Something that always struck me in the books, and is an element very present in the TV series, is how much care Malorie Blackman takes to show this isn’t just a world where Black people got into the roles historically held by white people, but how much of an impact that has as well as keeping to the cultures, whether it’s the African inspired culture of the Aprican’s or the sort of 70s British working class culture shown in the Noughts. The way cultures are shifted is done really well. The fashion is Aprican, and when Callum and his family ‘dress up’, they don clothes similar to what Cross people wear, but when they have a funeral, they wear sombre, black clothing with white shirts or black dresses.
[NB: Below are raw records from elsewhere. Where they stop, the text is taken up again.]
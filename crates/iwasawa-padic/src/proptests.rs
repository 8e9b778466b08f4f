//! Property-based tests for the p-adic rings.

#[cfg(test)]
mod tests {
    use proptest::prelude::*;

    use iwasawa_integers::Integer;

    use crate::{Qp, Zp};

    fn small_prime() -> impl Strategy<Value = u64> {
        prop_oneof![Just(3u64), Just(5), Just(7), Just(11), Just(13)]
    }

    fn residue() -> impl Strategy<Value = i64> {
        -100_000i64..100_000i64
    }

    proptest! {
        // Closure mod p^N: residues stay canonical at min precision

        #[test]
        fn zp_closure(a in residue(), b in residue(), p in small_prime(),
                      n1 in 1usize..12, n2 in 1usize..12) {
            let x = Zp::new(p, n1, a);
            let y = Zp::new(p, n2, b);
            let n = n1.min(n2);
            let modulus = Integer::from(p).pow(u32::try_from(n).unwrap());
            for z in [&x + &y, &x - &y, &x * &y] {
                prop_assert_eq!(z.precision(), n);
                prop_assert!(!z.to_integer().is_negative());
                prop_assert!(z.to_integer() < &modulus);
            }
        }

        #[test]
        fn zp_ring_axioms(a in residue(), b in residue(), c in residue(), p in small_prime()) {
            let n = 10;
            let x = Zp::new(p, n, a);
            let y = Zp::new(p, n, b);
            let z = Zp::new(p, n, c);
            prop_assert_eq!(&x + &y, &y + &x);
            prop_assert_eq!(&(&x + &y) + &z, &x + &(&y + &z));
            prop_assert_eq!(&x * &(&y + &z), &(&x * &y) + &(&x * &z));
        }

        #[test]
        fn zp_unit_division_round_trip(a in residue(), b in residue(), p in small_prime()) {
            let n = 10;
            let x = Zp::new(p, n, a);
            let y = Zp::new(p, n, b);
            if y.is_unit() {
                let q = x.checked_div(&y).unwrap();
                prop_assert_eq!(&q * &y, x);
            } else {
                prop_assert!(x.checked_div(&y).is_err());
            }
        }

        // Fermat: teichmuller(a)^(p-1) = 1 exactly

        #[test]
        fn teichmuller_fermat(a in 1i64..100_000i64, p in small_prime()) {
            let n = 10;
            let x = Zp::new(p, n, a);
            if x.is_unit() {
                let w = x.teichmuller();
                prop_assert!(w.pow(i64::try_from(p).unwrap() - 1).unwrap().is_one());
                prop_assert_eq!(w.with_precision(1), x.with_precision(1));
            }
        }

        // Geometric series: (1 - u) * sum u^k = 1 - u^{K+1}

        #[test]
        fn geometric_series(a in 1i64..1000i64, p in small_prime()) {
            let n = 8usize;
            let u = Qp::from_integer(p, n, 1 + a * i64::try_from(p).unwrap());
            let one = Qp::one(p, n);
            let mut sum = Qp::zero(p, n);
            let mut power = one.clone();
            // u - 1 has valuation >= 1, so u^n vanishes at precision n
            for _ in 0..n {
                sum = &sum + &power;
                power = &power * &u;
            }
            let lhs = &(&one - &u) * &sum;
            let rhs = &one - &power;
            prop_assert_eq!(lhs, rhs);
        }

        // Qp valuation algebra

        #[test]
        fn qp_valuation_of_product(a in residue(), b in residue(), p in small_prime()) {
            prop_assume!(a != 0 && b != 0);
            let n = 12;
            let x = Qp::from_integer(p, n, a);
            let y = Qp::from_integer(p, n, b);
            if !x.is_zero() && !y.is_zero() {
                prop_assert_eq!((&x * &y).valuation(), x.valuation() + y.valuation());
                // division can exhaust the precision budget when the
                // result's valuation is very negative; only check when
                // digits remain
                if let Ok(q) = x.checked_div(&y) {
                    prop_assert_eq!(q.valuation(), x.valuation() - y.valuation());
                }
            }
        }

        #[test]
        fn qp_valuation_of_sum(a in residue(), b in residue(), p in small_prime()) {
            prop_assume!(a != 0 && b != 0 && a + b != 0);
            let n = 12;
            let x = Qp::from_integer(p, n, a);
            let y = Qp::from_integer(p, n, b);
            let s = &x + &y;
            if !s.is_zero() {
                prop_assert!(s.valuation() >= x.valuation().min(y.valuation()));
            }
        }

        // with_precision truncation keeps agreement at the lower precision

        #[test]
        fn zp_truncate_then_lift(a in residue(), p in small_prime(),
                                 hi in 2usize..12, lo in 1usize..12) {
            prop_assume!(lo < hi);
            let x = Zp::new(p, hi, a);
            let t = x.with_precision(lo);
            let lifted = t.with_precision(hi);
            prop_assert_eq!(lifted.with_precision(lo), x.with_precision(lo));
        }

        #[test]
        fn qp_round_trips_through_parts(a in residue(), p in small_prime()) {
            prop_assume!(a != 0);
            let n = 12;
            let x = Qp::from_integer(p, n, a);
            let rebuilt = Qp::from_parts(x.valuation(), x.unit_part().clone()).unwrap();
            prop_assert_eq!(rebuilt, x);
        }
    }
}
Callum’s shift is shown in his clothing – he starts off wearing clothes with Aprican patterns,  as he tries to fit in, but over the course of the series his clothes become more ‘Nought’, more like what his brother wears.

 

The amount of care and detail that has gone into the setting is immense, as well as in the ways the characters speak and act. There are parallels with the LM and the real-world IRA. The LM is far removed from our world’s Civil Rights era groups or even more modern ones such as BLM. The LM has more in common with the IRA, just as the Noughts have more in common with white, working-class people in poverty.

 

A lot of what I saw on screen reminded me of how effectively the book hit me as a teenager – a teenager who grew up in a very cis, het, white town, with areas of poverty sitting alongside areas of wealth. What Blackman did with the books was very firmly put white people in the position of the oppressed, and that is shown on screen with the TV series, too. She uses the way Black people are treated (largely in the States and UK) and transfers that to the white characters here – police brutality, increased stop and search, the lack of institutional care when people are killed, the way the privileged ignore what is really going on.

 

Noughts + Crosses shows us this world that, while it is a slightly more dystopian version of the UK, is still very much grounded in reality. The universal themes play out in ways you probably wouldn’t expect in the book, and the TV series hasn’t yet finished. But both the books and TV show raise issues of race, class, and even gender dynamics in effective ways, reflecting how hatred can devastate, and how, when someone is pushed too far, they will fight back, sometimes in unimagined ways. The brutality is clear on the screen, and it’s a reminder that this kind of brutality isn’t fictional, but is a very real reality for many. It’s also worth remembering the world presented here is the world some people truly want, they just see themselves in charge.

 

It’s a series I really can’t recommend enough, and if you haven’t watched it already, you may want to do it now – the second season is due out this year.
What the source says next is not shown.